Let’s assume that we have a provisioning plan that sets a specific attribute value in Active Directory. At the end of the LCM workflow, the attribute request is left in a “Committed” state. Despite the fact that the account has been updated in AD, we notice that the Identity Request status is still “Verifying.”
This is the typical result we would expect to see at the conclusion of a successful provisioning workflow.
So what does it mean that the Identity Request is still “Verifying” and that my attribute request is “Committed”?
Let’s first approach this problem using a human analogy. You can kick / throw a ball, and your nerves can sense when the muscles are no longer interacting with the ball.

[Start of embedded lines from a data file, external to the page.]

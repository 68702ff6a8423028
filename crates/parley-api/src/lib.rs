pub mod admin;
pub mod auth;
pub mod conversations;
pub mod error;
pub mod events;
pub mod leads;
pub mod middleware;
pub mod state;

use axum::{
    Router,
    middleware::from_fn_with_state,
    routing::{get, post},
};

pub use state::{AppState, AppStateInner, Limiters};

/// Every HTTP route. Transport layers (CORS, tracing) are added by the binary.
pub fn router(state: AppState) -> Router {
    let public_routes = Router::new()
        .route("/health", get(health))
        .route("/auth/register", post(auth::register))
        .route("/auth/login", post(auth::login));

    let support_routes = Router::new()
        .route("/conversations", post(conversations::create_conversation))
        .route("/conversations/{id}", get(conversations::get_conversation))
        .route(
            "/conversations/{id}/messages",
            get(conversations::list_messages).post(conversations::send_message),
        )
        .route("/conversations/{id}/request-human", post(conversations::request_human))
        .route("/conversations/{id}/events", get(events::conversation_events))
        .route("/events", get(events::events_by_query))
        .route("/leads", post(leads::create_lead))
        .route("/admin/conversations", get(admin::list_conversations))
        .route("/admin/conversations/{id}/takeover", post(admin::takeover))
        .route("/admin/conversations/{id}/close", post(admin::close))
        .route("/admin/conversations/{id}/status", post(admin::override_status))
        .route("/admin/conversations/{id}/messages", post(admin::send_message))
        .route("/admin/conversations/{id}/escalate", post(admin::escalate))
        .route("/admin/leads/export", get(leads::export_leads))
        .route("/admin/leads/{id}/enrich", post(leads::enrich_lead))
        .layer(from_fn_with_state(state.clone(), middleware::resolve_auth));

    public_routes.merge(support_routes).with_state(state)
}

async fn health() -> &'static str {
    "ok"
}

But your brain might not actually believe it unless you see the ball being thrown or kicked.
Now let's look at this from an IdentityIQ perspective:
We see that the same process seen in the real world holds true for provisioning in IdentityIQ. In this case, however, governance is the brain, aggregations are the senses, and provisioning connectors are the muscles. The provisioning connectors can tell that something has been completed or not. But this could mean that a ticket has been closed, or a transaction has been completed. Aggregations can verify that the state is where we want it.

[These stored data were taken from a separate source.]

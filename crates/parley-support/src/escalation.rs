use std::sync::Arc;

use rand::Rng;
use serde_json::json;
use tracing::{debug, info, warn};
use uuid::Uuid;

use parley_db::models::NewTicket;
use parley_types::api::EscalateRequest;
use parley_types::models::{Conversation, Message, MessageRole, SystemEvent, Ticket, TicketPriority};

use crate::auth::AuthContext;
use crate::conversation::{ConversationService, contact_label};
use crate::error::{SupportError, SupportResult};
use crate::llm::{MAX_SUBJECT_CHARS, Summarizer, subject_line};
use crate::notify::escape_html;
use crate::storage::blocking;
use crate::tasks::spawn_detached;

/// Attempts at a free ticket code before giving up.
pub const MAX_CODE_ATTEMPTS: usize = 5;

pub type CodeSource = Arc<dyn Fn() -> String + Send + Sync>;

/// Six random digits, never starting with zero.
pub fn random_code() -> String {
    rand::rng().random_range(100_000..=999_999u32).to_string()
}

#[derive(Debug, Clone)]
pub struct Escalation {
    pub ticket: Ticket,
    pub copied_messages: usize,
    /// System message linking the source conversation to the ticket.
    pub link: Message,
}

/// Turns a conversation transcript into a ticket.
pub struct EscalationService {
    conversations: ConversationService,
    summarizer: Summarizer,
    codes: CodeSource,
}

impl EscalationService {
    pub fn new(conversations: ConversationService) -> Self {
        let summarizer = Summarizer::new(conversations.context().model.clone());
        Self {
            conversations,
            summarizer,
            codes: Arc::new(random_code),
        }
    }

    pub fn with_code_source(mut self, codes: CodeSource) -> Self {
        self.codes = codes;
        self
    }

    pub async fn escalate(
        &self,
        auth: &AuthContext,
        conversation_id: &str,
        req: EscalateRequest,
    ) -> SupportResult<Escalation> {
        let admin_id = auth.require_admin()?;
        let conversation = self.conversations.load(conversation_id).await?;
        let db = &self.conversations.context().db;

        let source_id = conversation.id.clone();
        let transcript = blocking(db, move |db| db.all_messages(&source_id)).await?;

        let subject = self.subject(&conversation, &transcript, req.subject).await;
        let priority = req.priority.unwrap_or_default();
        let copied_messages = transcript.len();
        let transcript = Arc::new(transcript);

        let ticket = self.insert_ticket(&conversation, subject, priority, transcript).await?;
        info!(
            conversation = %conversation.id,
            ticket = %ticket.id,
            code = %ticket.code,
            copied_messages,
            "conversation escalated"
        );

        let link = self
            .conversations
            .append_message(
                &conversation.id,
                MessageRole::System,
                "system",
                &format!("Ticket #{} was opened for this conversation.", ticket.code),
                Some(json!({
                    "event": SystemEvent::TicketLinked,
                    "adminId": admin_id,
                    "ticketId": ticket.id,
                    "ticketCode": ticket.code,
                })),
            )
            .await?;

        self.notify(&conversation, &ticket).await;

        Ok(Escalation {
            ticket,
            copied_messages,
            link,
        })
    }

    /// Override, else a model summary, else a label built from the contact.
    /// Never fails.
    async fn subject(
        &self,
        conversation: &Conversation,
        transcript: &[Message],
        requested: Option<String>,
    ) -> String {
        if let Some(subject) = requested.as_deref().and_then(subject_line) {
            return subject;
        }

        if !transcript.is_empty() {
            match self.summarizer.summarize(transcript).await {
                Ok(subject) => return subject,
                Err(e) => warn!(conversation = %conversation.id, "summary failed, using fallback subject: {}", e),
            }
        }

        fallback_subject(conversation)
    }

    /// Draw codes until one inserts. A taken code, whether it was taken
    /// before the draw or by a concurrent escalation, costs one attempt.
    async fn insert_ticket(
        &self,
        conversation: &Conversation,
        subject: String,
        priority: TicketPriority,
        transcript: Arc<Vec<Message>>,
    ) -> SupportResult<Ticket> {
        let db = &self.conversations.context().db;
        for attempt in 1..=MAX_CODE_ATTEMPTS {
            let new = NewTicket {
                id: Uuid::new_v4().to_string(),
                code: (self.codes)(),
                conversation_id: Some(conversation.id.clone()),
                subject: subject.clone(),
                priority,
                user_id: conversation.user_id.clone(),
                email: conversation.contact_email.clone(),
            };
            let transcript = transcript.clone();
            let code = new.code.clone();
            match blocking(db, move |db| db.create_ticket_with_transcript(&new, &transcript)).await? {
                Some(ticket) => return Ok(ticket),
                None => debug!(conversation = %conversation.id, %code, attempt, "ticket code taken"),
            }
        }
        Err(SupportError::TicketCodeExhausted)
    }

    async fn notify(&self, conversation: &Conversation, ticket: &Ticket) {
        let ctx = self.conversations.context();
        let notifier = ctx.notifier.clone();
        let admins = ctx.admin_emails.to_vec();

        let visitor = match (&conversation.contact_email, &conversation.user_id) {
            (Some(email), _) => Some(email.clone()),
            (None, Some(user_id)) => {
                let user_id = user_id.clone();
                match blocking(&ctx.db, move |db| db.get_user_by_id(&user_id)).await {
                    Ok(user) => user.and_then(|u| u.email),
                    Err(e) => {
                        warn!("could not look up ticket owner email: {}", e);
                        None
                    }
                }
            }
            (None, None) => None,
        };

        let subject = format!("Ticket #{}: {}", ticket.code, ticket.subject);
        let admin_html = format!(
            "<p>Ticket <strong>#{}</strong> ({}) was opened from a conversation with {}.</p>\
             <p><a href=\"{}/admin/conversations/{}\">Open conversation</a></p>",
            ticket.code,
            ticket.priority,
            escape_html(&contact_label(conversation)),
            ctx.public_url.trim_end_matches('/'),
            conversation.id,
        );
        let visitor_html = format!(
            "<p>Thanks for reaching out. Your request is now ticket <strong>#{}</strong>: {}.</p>\
             <p>Reply to this email or quote the ticket number to follow up.</p>",
            ticket.code,
            escape_html(&ticket.subject),
        );

        if !admins.is_empty() {
            let notifier = notifier.clone();
            let subject = subject.clone();
            spawn_detached("escalation-admin-email", async move {
                notifier.send_email(&admins, &subject, &admin_html).await
            });
        }
        if let Some(email) = visitor {
            spawn_detached("escalation-visitor-email", async move {
                notifier.send_email(&[email], &subject, &visitor_html).await
            });
        }
    }
}

pub fn fallback_subject(conversation: &Conversation) -> String {
    let subject = match conversation
        .contact_name
        .as_deref()
        .or(conversation.contact_email.as_deref())
    {
        Some(contact) => format!("Support request from {}", contact),
        None => "Support request from chat".to_string(),
    };
    subject.chars().take(MAX_SUBJECT_CHARS).collect()
}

In IdentityIQ, “Committed” can mean different things depending on the implementation, but in general “Committed” means the changes have been written to the external system. Because some systems use ticketing systems to request changes and others can not immediately read back the changes, IdentityIQ shows “Committed” for provisioning operations that for all intents and purposes should be complete. This just means that the product has told the external system to make a change. That change may be instantaneous, as in the case of the direct connector, or the change may take a long time to be executed, as in the case of a message external ticketing system. Really the product has to facilitate the lowest common denominator of functionality across all connectors at this point because the LCM code is generic and connector agnostic.
Changes have been written or committed, but… they haven’t been verified. “Verifying” is what we call "closing the loop" and independently verifying the changes have been carried out through what we see during aggregation processes. And then a task runs that compares what the Identity Request expected to see in the provisioning versus what comes in the aggregation.

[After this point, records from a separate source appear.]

use std::sync::Arc;

use serde_json::json;
use tracing::{debug, info, warn};
use uuid::Uuid;

use parley_db::models::{NewConversation, NewMessage, StatusChange};
use parley_types::api::{CreateConversationRequest, MessagePage};
use parley_types::events::GatewayEvent;
use parley_types::models::{Conversation, ConversationStatus, Message, MessageRole, SystemEvent};

use crate::SupportContext;
use crate::auth::AuthContext;
use crate::error::{SupportError, SupportResult};
use crate::llm::Assistant;
use crate::notify::escape_html;
use crate::rate_limit::RateLimiter;
use crate::storage::blocking;
use crate::tasks::spawn_detached;

pub const DEFAULT_PAGE_SIZE: u32 = 50;
pub const MAX_MESSAGE_CHARS: usize = 10_000;

/// Compare-and-set retries before a transition gives up on a hot row.
const MAX_TRANSITION_ATTEMPTS: usize = 4;

#[derive(Debug, Clone, Copy, PartialEq, Eq)]
pub enum Action {
    RequestHuman,
    Takeover,
    Close,
}

#[derive(Debug, Clone, Copy, PartialEq, Eq)]
pub(crate) enum Plan {
    Apply {
        next: ConversationStatus,
        event: SystemEvent,
    },
    NoOp,
    Reject,
}

/// Transition table. Pure so it can be checked without a store.
pub(crate) fn plan(action: Action, from: ConversationStatus) -> Plan {
    use ConversationStatus::*;

    match (action, from) {
        (Action::RequestHuman, AiOnly) => Plan::Apply {
            next: RequestedHuman,
            event: SystemEvent::HumanRequested,
        },
        (Action::RequestHuman, RequestedHuman | HumanActive | Escalated) => Plan::NoOp,
        (Action::Takeover, AiOnly | RequestedHuman | HumanActive | Escalated) => Plan::Apply {
            next: HumanActive,
            event: SystemEvent::AdminTakeover,
        },
        (Action::Close, Closed) => Plan::NoOp,
        (Action::Close, _) => Plan::Apply {
            next: Closed,
            event: SystemEvent::Closed,
        },
        (Action::RequestHuman | Action::Takeover, Closed) => Plan::Reject,
    }
}

/// Outcome of a state-machine action.
#[derive(Debug, Clone)]
pub struct Transition {
    pub conversation: Conversation,
    /// False for idempotent no-ops.
    pub changed: bool,
    /// System message recorded with the change, if any.
    pub message: Option<Message>,
}

#[derive(Clone)]
pub struct ConversationService {
    ctx: SupportContext,
    create_limiter: Arc<RateLimiter>,
    assistant: Assistant,
}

Two things need to happen for verification to take place and for a request to move to status of an Identity Request to “Completed”:
- The account aggregation needs to read in the new link record for the account that was provisioned to. This happens through the regular account aggregation mechanisms. Delimited files are reread, direct connectors are re-aggregated -- whatever the connector does for aggregation. This updates the link record in IdentityIQ with the latest State of entitlements on the account.
- The task called the “Perform Identity Request Maintenance” runs. This is an out-of-the-box task that ships with IdentityIQ. By default this task is scheduled to run once a day at approximately 1 AM. This task looks at open identity requests that are in state “Committed" or in a state attempting to retry a provisioning operation. For the ones in a committed state the task compares the requests for entitlements to be added or removed the current state of the link. If the desired state matches the state read in by the most recent aggregation then the request is moved to state “Finished”.
You can turn on tracing for the identity request maintenance task and see what is happening under the hood.
After the task has completed, the Identity Request in the above example has the following changes: the Verification Date is now set along with the Active Directory Attribute Request being set to “Finished” and the request’s Execution Status now set to “Completed”.
You may notice that certain Identity Requests never get set to "Completed." This can happen for multiple reasons, but one of the main reasons would be if you added and then removed role (or likewise set and then reset an attribute value). In cases where you have toggled an account setting, you will have two access requests - one to update the account, and other to undo the update. In this case, the first access request cannot be verified since the account is no longer in the expected state needed for verification.